Up to 20,000 people in Wales could die amid the coronavirus outbreak in a worst case scenario, the country's health minister Vaughan Gething has predicted.
He wasn't scaremongering but explaining the decision by Welsh National Health Service to suspend non-urgent surgical procedures and outpatient appointments. 'That's going to be the way the government behaves, because our priority is to save as many lives as possible,' he said. 'In an average flu season across the UK, there are 810,000 deaths,' he pointed out. 'In the worst-case scenario, as you know in Wales, for coronavirus could be over 20,000 deaths.'
Wales, which enjoys certain powers under the devolutionary form of government, has a population of 3.14 million, compared with 55.98 million for England, out of a UK figure of 66.44 million. That would extrapolate to a death toll of over 2,00,000 across the UK in a worst case scenario.
Prime Minister Boris Johnson has already said: 'I must level with the British public: many more families are going to lose loved ones before their time.'
Each year, between 500,000 and 1,000,000 increasingly affluent people from India come to the UK for holidays and other reasons, especially from May onwards to escape the burning temperatures at home. They enjoy the theatre, restaurants, shopping and sightseeing. Whether this pattern of behaviour will change remains to be seen, particularly as doctors say the coronavirus transmits less readily at higher temperatures.

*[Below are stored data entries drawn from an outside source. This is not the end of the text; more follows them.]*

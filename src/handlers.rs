use crate::calendar::{self, MonthGrid};
use crate::errors::AppError;
use crate::form::ActivityForm;
use crate::insight::get_health_insights;
use crate::models::{
    Activity, ActivityInput, CalendarQuery, InsightResponse, NewActivity, StatsResponse, Tab,
};
use crate::state::AppState;
use crate::stats::build_stats;
use crate::storage::persist_data;
use crate::ui::{render_index, PageView};
use axum::{
    extract::{Path, Query, State},
    http::StatusCode,
    response::{Html, Redirect},
    Form, Json,
};
use chrono::Local;
use tracing::{debug, info};

pub async fn index(State(state): State<AppState>) -> Html<String> {
    let ui = state.ui.lock().await.clone();
    let data = state.data.lock().await;

    let view = PageView {
        today: today(),
        stats: build_stats(&data.activities),
        insight: &data.last_insight,
        insight_loading: ui.insight_loading,
        active_tab: ui.active_tab,
        grid: calendar::build_month_grid(ui.calendar_month, &data.activities),
        form: &ui.form,
        recent: data.recent_activities(),
    };
    Html(render_index(&view))
}

pub async fn select_tab(
    State(state): State<AppState>,
    Path(tab): Path<String>,
) -> Result<Redirect, AppError> {
    let tab = Tab::parse(&tab).ok_or_else(|| AppError::bad_request("unknown tab"))?;
    state.ui.lock().await.show(tab, today());
    Ok(Redirect::to("/"))
}

pub async fn calendar_prev(State(state): State<AppState>) -> Redirect {
    let mut ui = state.ui.lock().await;
    ui.calendar_month = calendar::prev_month(ui.calendar_month);
    Redirect::to("/")
}

pub async fn calendar_next(State(state): State<AppState>) -> Redirect {
    let mut ui = state.ui.lock().await;
    ui.calendar_month = calendar::next_month(ui.calendar_month);
    Redirect::to("/")
}

pub async fn submit_form(
    State(state): State<AppState>,
    Form(input): Form<ActivityInput>,
) -> Result<Redirect, AppError> {
    let mut ui = state.ui.lock().await;
    ui.form.apply(input);
    let mut form = ui.form.clone();
    match form.submit() {
        Ok(new_activity) => {
            add_activity(&state, new_activity).await?;
            ui.form = form;
            ui.show(Tab::Calendar, today());
        }
        Err(rejection) => debug!("form submission ignored: {rejection}"),
    }
    Ok(Redirect::to("/"))
}

pub async fn delete_form(
    State(state): State<AppState>,
    Path(id): Path<String>,
) -> Result<Redirect, AppError> {
    remove_activity(&state, &id).await?;
    Ok(Redirect::to("/"))
}

pub async fn refresh_form(State(state): State<AppState>) -> Result<Redirect, AppError> {
    refresh_insight(&state).await?;
    Ok(Redirect::to("/"))
}

pub async fn list_activities(State(state): State<AppState>) -> Json<Vec<Activity>> {
    Json(state.data.lock().await.activities.clone())
}

pub async fn recent_activities(State(state): State<AppState>) -> Json<Vec<Activity>> {
    Json(state.data.lock().await.recent_activities())
}

pub async fn create_activity(
    State(state): State<AppState>,
    Json(input): Json<ActivityInput>,
) -> Result<(StatusCode, Json<Activity>), AppError> {
    let mut form = ActivityForm::new(today());
    form.apply(input);
    let new_activity = form
        .submit()
        .map_err(|rejection| AppError::bad_request(rejection.to_string()))?;

    let activity = add_activity(&state, new_activity).await?;
    state.ui.lock().await.show(Tab::Calendar, today());
    Ok((StatusCode::CREATED, Json(activity)))
}

pub async fn delete_activity(
    State(state): State<AppState>,
    Path(id): Path<String>,
) -> Result<StatusCode, AppError> {
    if remove_activity(&state, &id).await? {
        Ok(StatusCode::NO_CONTENT)
    } else {
        Err(AppError::not_found(format!("no activity with id {id}")))
    }
}

pub async fn get_stats(State(state): State<AppState>) -> Json<StatsResponse> {
    let data = state.data.lock().await;
    Json(build_stats(&data.activities))
}

pub async fn get_calendar(
    State(state): State<AppState>,
    Query(query): Query<CalendarQuery>,
) -> Result<Json<MonthGrid>, AppError> {
    let reference = match query.month.as_deref() {
        Some(month) => calendar::parse_month(month)
            .ok_or_else(|| AppError::bad_request("month must be formatted as YYYY-MM"))?,
        None => state.ui.lock().await.calendar_month,
    };

    let data = state.data.lock().await;
    Ok(Json(calendar::build_month_grid(reference, &data.activities)))
}

pub async fn get_insight(State(state): State<AppState>) -> Json<InsightResponse> {
    let loading = state.ui.lock().await.insight_loading;
    let insight = state.data.lock().await.last_insight.clone();
    Json(InsightResponse { insight, loading })
}

pub async fn post_insight(State(state): State<AppState>) -> Result<Json<InsightResponse>, AppError> {
    let insight = refresh_insight(&state).await?;
    let loading = state.ui.lock().await.insight_loading;
    Ok(Json(InsightResponse { insight, loading }))
}

async fn add_activity(state: &AppState, new_activity: NewActivity) -> Result<Activity, AppError> {
    let mut data = state.data.lock().await;
    let mut next = data.clone();
    let activity = next.add_activity(new_activity);
    persist_data(&state.data_path, &next).await?;
    *data = next;

    info!(id = %activity.id, date = %activity.date, "activity added");
    Ok(activity)
}

async fn remove_activity(state: &AppState, id: &str) -> Result<bool, AppError> {
    let mut data = state.data.lock().await;
    let mut next = data.clone();
    if !next.remove_activity(id) {
        return Ok(false);
    }
    persist_data(&state.data_path, &next).await?;
    *data = next;

    info!(%id, "activity deleted");
    Ok(true)
}

/// Concurrent refreshes are allowed; whichever finishes last wins.
async fn refresh_insight(state: &AppState) -> Result<String, AppError> {
    state.ui.lock().await.insight_loading = true;
    let activities = state.data.lock().await.activities.clone();

    let insight = get_health_insights(state.insight.as_ref(), &activities).await;

    state.ui.lock().await.insight_loading = false;
    let mut data = state.data.lock().await;
    let mut next = data.clone();
    next.last_insight = insight.clone();
    persist_data(&state.data_path, &next).await?;
    *data = next;

    Ok(insight)
}

fn today() -> chrono::NaiveDate {
    Local::now().date_naive()
}
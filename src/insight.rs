use crate::models::Activity;
use async_trait::async_trait;
use tracing::{debug, error};

pub const PROMPT_WINDOW: usize = 7;

pub const STARTER_MESSAGE: &str =
    "Comece a registrar suas atividades para receber insights personalizados!";
pub const EMPTY_REPLY_MESSAGE: &str = "Continue se movendo! Você está indo muito bem.";
pub const FAILURE_MESSAGE: &str = "Mantenha o foco nos seus objetivos de saúde!";

#[derive(Debug, thiserror::Error)]
pub enum InsightError {
    #[error("no API key configured")]
    MissingApiKey,
    #[error("request failed: {0}")]
    Http(#[from] reqwest::Error),
    #[error("API error ({status}): {message}")]
    Api { status: u16, message: String },
    #[error("malformed response: {0}")]
    Parse(#[from] serde_json::Error),
}

#[async_trait]
pub trait TextGenerator: Send + Sync {
    /// Returns the generated text, or `None` when the reply carried none.
    async fn generate(&self, prompt: &str) -> Result<Option<String>, InsightError>;
}

pub fn build_prompt(activities: &[Activity]) -> Option<String> {
    if activities.is_empty() {
        return None;
    }

    let start = activities.len().saturating_sub(PROMPT_WINDOW);
    let summary = activities[start..]
        .iter()
        .map(summary_line)
        .collect::<Vec<_>>()
        .join("\n");

    Some(format!(
        "Com base nas minhas últimas atividades físicas:\n{summary}\n\n\
         Dê-me um feedback motivacional curto e uma dica de saúde baseada nesses dados. \
         Seja breve e encorajador em Português do Brasil."
    ))
}

fn summary_line(activity: &Activity) -> String {
    let distance = match activity.distance {
        Some(km) if km != 0.0 => format!(", {km}km"),
        _ => String::new(),
    };
    format!(
        "- {}: {} ({} min{distance})",
        activity.date,
        activity.activity_type.label(),
        activity.duration
    )
}

pub async fn get_health_insights(generator: &dyn TextGenerator, activities: &[Activity]) -> String {
    let Some(prompt) = build_prompt(activities) else {
        return STARTER_MESSAGE.to_string();
    };

    match generator.generate(&prompt).await {
        Ok(Some(text)) if !text.trim().is_empty() => text,
        Ok(_) => {
            debug!("insight reply was empty");
            EMPTY_REPLY_MESSAGE.to_string()
        }
        Err(err) => {
            error!("insight request failed: {err}");
            FAILURE_MESSAGE.to_string()
        }
    }
}

#[cfg(test)]
mod tests {
    use super::*;
    use crate::models::ActivityType;
    use chrono::NaiveDate;
    use std::sync::Mutex;

    enum Reply {
        Text(&'static str),
        Empty,
        Fail,
    }

    struct StubGenerator {
        reply: Reply,
        prompts: Mutex<Vec<String>>,
    }

    impl StubGenerator {
        fn new(reply: Reply) -> Self {
            Self {
                reply,
                prompts: Mutex::new(Vec::new()),
            }
        }

        fn calls(&self) -> Vec<String> {
            self.prompts.lock().unwrap().clone()
        }
    }

    #[async_trait]
    impl TextGenerator for StubGenerator {
        async fn generate(&self, prompt: &str) -> Result<Option<String>, InsightError> {
            self.prompts.lock().unwrap().push(prompt.to_string());
            match self.reply {
                Reply::Text(text) => Ok(Some(text.to_string())),
                Reply::Empty => Ok(None),
                Reply::Fail => Err(InsightError::Api {
                    status: 403,
                    message: "API key not valid".to_string(),
                }),
            }
        }
    }

    fn activity(day: u32, activity_type: ActivityType, distance: Option<f64>) -> Activity {
        Activity {
            id: format!("id-{day}"),
            activity_type,
            duration: 30,
            distance,
            date: NaiveDate::from_ymd_opt(2024, 3, day).unwrap(),
            notes: Some("ignored".to_string()),
        }
    }

    #[test]
    fn prompt_lists_last_seven_in_insertion_order() {
        let activities: Vec<Activity> = (1..=9)
            .map(|day| activity(day, ActivityType::Walk, None))
            .collect();

        let prompt = build_prompt(&activities).unwrap();
        assert!(!prompt.contains("2024-03-02"));
        assert!(prompt.contains("- 2024-03-03: Caminhada (30 min)"));
        assert!(prompt.contains("- 2024-03-09: Caminhada (30 min)"));
        assert_eq!(prompt.matches("\n- ").count(), PROMPT_WINDOW);
        assert!(prompt.contains("Português do Brasil"));
    }

    #[test]
    fn prompt_includes_distance_only_when_present() {
        let activities = vec![
            activity(1, ActivityType::Run, Some(5.0)),
            activity(2, ActivityType::Cycling, Some(12.5)),
            activity(3, ActivityType::Gym, None),
        ];

        let prompt = build_prompt(&activities).unwrap();
        assert!(prompt.contains("- 2024-03-01: Corrida (30 min, 5km)"));
        assert!(prompt.contains("- 2024-03-02: Ciclismo (30 min, 12.5km)"));
        assert!(prompt.contains("- 2024-03-03: Academia (30 min)"));
    }

    #[tokio::test]
    async fn empty_log_skips_the_generator() {
        let stub = StubGenerator::new(Reply::Text("unused"));
        let text = get_health_insights(&stub, &[]).await;
        assert_eq!(text, STARTER_MESSAGE);
        assert!(stub.calls().is_empty());
    }

    #[tokio::test]
    async fn generated_text_is_returned() {
        let stub = StubGenerator::new(Reply::Text("Ótima semana!"));
        let activities = vec![activity(1, ActivityType::Run, Some(5.0))];
        let text = get_health_insights(&stub, &activities).await;
        assert_eq!(text, "Ótima semana!");
        assert_eq!(stub.calls().len(), 1);
    }

    #[tokio::test]
    async fn empty_reply_uses_generic_message() {
        let stub = StubGenerator::new(Reply::Empty);
        let activities = vec![activity(1, ActivityType::Run, None)];
        assert_eq!(
            get_health_insights(&stub, &activities).await,
            EMPTY_REPLY_MESSAGE
        );
    }

    #[tokio::test]
    async fn failure_uses_fallback_message() {
        let stub = StubGenerator::new(Reply::Fail);
        let activities = vec![activity(1, ActivityType::Run, None)];
        assert_eq!(get_health_insights(&stub, &activities).await, FAILURE_MESSAGE);
    }
}
use axum::http::StatusCode;

#[derive(Debug)]
pub struct AppError {
    pub status: StatusCode,
    pub message: String,
}

impl AppError {
    pub fn bad_request(message: impl Into<String>) -> Self {
        Self {
            status: StatusCode::BAD_REQUEST,
            message: message.into(),
        }
    }

    pub fn not_found(message: impl Into<String>) -> Self {
        Self {
            status: StatusCode::NOT_FOUND,
            message: message.into(),
        }
    }

    pub fn internal(err: impl std::error::Error) -> Self {
        Self {
            status: StatusCode::INTERNAL_SERVER_ERROR,
            message: err.to_string(),
        }
    }
}

impl From<std::io::Error> for AppError {
    fn from(err: std::io::Error) -> Self {
        Self::internal(err)
    }
}

impl From<serde_json::Error> for AppError {
    fn from(err: serde_json::Error) -> Self {
        Self::internal(err)
    }
}

impl axum::response::IntoResponse for AppError {
    fn into_response(self) -> axum::response::Response {
        if self.status.is_server_error() {
            tracing::error!(status = %self.status, "{}", self.message);
        }
        (self.status, self.message).into_response()
    }
}
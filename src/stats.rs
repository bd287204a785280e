use crate::models::{Activity, StatsResponse};

pub fn build_stats(activities: &[Activity]) -> StatsResponse {
    StatsResponse {
        count: activities.len(),
        total_duration: activities
            .iter()
            .map(|activity| u64::from(activity.duration))
            .sum(),
        total_distance: activities
            .iter()
            .map(|activity| activity.distance.unwrap_or(0.0))
            .sum(),
    }
}
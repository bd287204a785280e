pub mod app;
pub mod calendar;
pub mod config;
pub mod errors;
pub mod form;
pub mod gemini;
pub mod handlers;
pub mod insight;
pub mod models;
pub mod state;
pub mod stats;
pub mod storage;
pub mod ui;

pub use app::router;
pub use config::Config;
pub use state::AppState;
pub use storage::load_data;
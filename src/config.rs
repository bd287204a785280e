use std::{env, path::PathBuf};

pub const DEFAULT_PORT: u16 = 8080;
pub const DEFAULT_DATA_PATH: &str = "data/fit_track.json";
pub const DEFAULT_GEMINI_MODEL: &str = "gemini-3-flash-preview";
pub const DEFAULT_GEMINI_API_BASE: &str = "https://generativelanguage.googleapis.com/v1beta";

#[derive(Debug, Clone)]
pub struct Config {
    pub port: u16,
    pub data_path: PathBuf,
    pub gemini_api_key: Option<String>,
    pub gemini_model: String,
    pub gemini_api_base: String,
}

impl Default for Config {
    fn default() -> Self {
        Self {
            port: DEFAULT_PORT,
            data_path: PathBuf::from(DEFAULT_DATA_PATH),
            gemini_api_key: None,
            gemini_model: DEFAULT_GEMINI_MODEL.to_string(),
            gemini_api_base: DEFAULT_GEMINI_API_BASE.to_string(),
        }
    }
}

impl Config {
    pub fn from_env() -> Self {
        Self::from_lookup(|key| env::var(key).ok())
    }

    pub fn from_lookup(lookup: impl Fn(&str) -> Option<String>) -> Self {
        let non_empty = |key: &str| {
            lookup(key)
                .map(|value| value.trim().to_string())
                .filter(|value| !value.is_empty())
        };

        let defaults = Self::default();
        Self {
            port: non_empty("PORT")
                .and_then(|value| value.parse::<u16>().ok())
                .unwrap_or(defaults.port),
            data_path: non_empty("APP_DATA_PATH")
                .map(PathBuf::from)
                .unwrap_or(defaults.data_path),
            gemini_api_key: non_empty("GEMINI_API_KEY").or_else(|| non_empty("API_KEY")),
            gemini_model: non_empty("GEMINI_MODEL").unwrap_or(defaults.gemini_model),
            gemini_api_base: non_empty("GEMINI_API_BASE")
                .map(|base| base.trim_end_matches('/').to_string())
                .unwrap_or(defaults.gemini_api_base),
        }
    }
}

This is why the strategy in the UK is to try and push the peak of the outbreak to late April and even into May Among decisions taken by Johnson is one to postpone local polls, including the mayoral election in London, which was due on May 7, by a year. This means that Labour's Sadiq Khan, who was seeking re-election after four years in power as the western world's first Muslim mayor, gets a 12-month extension.
Johnson is under pressure to introduce further restrictions on movement.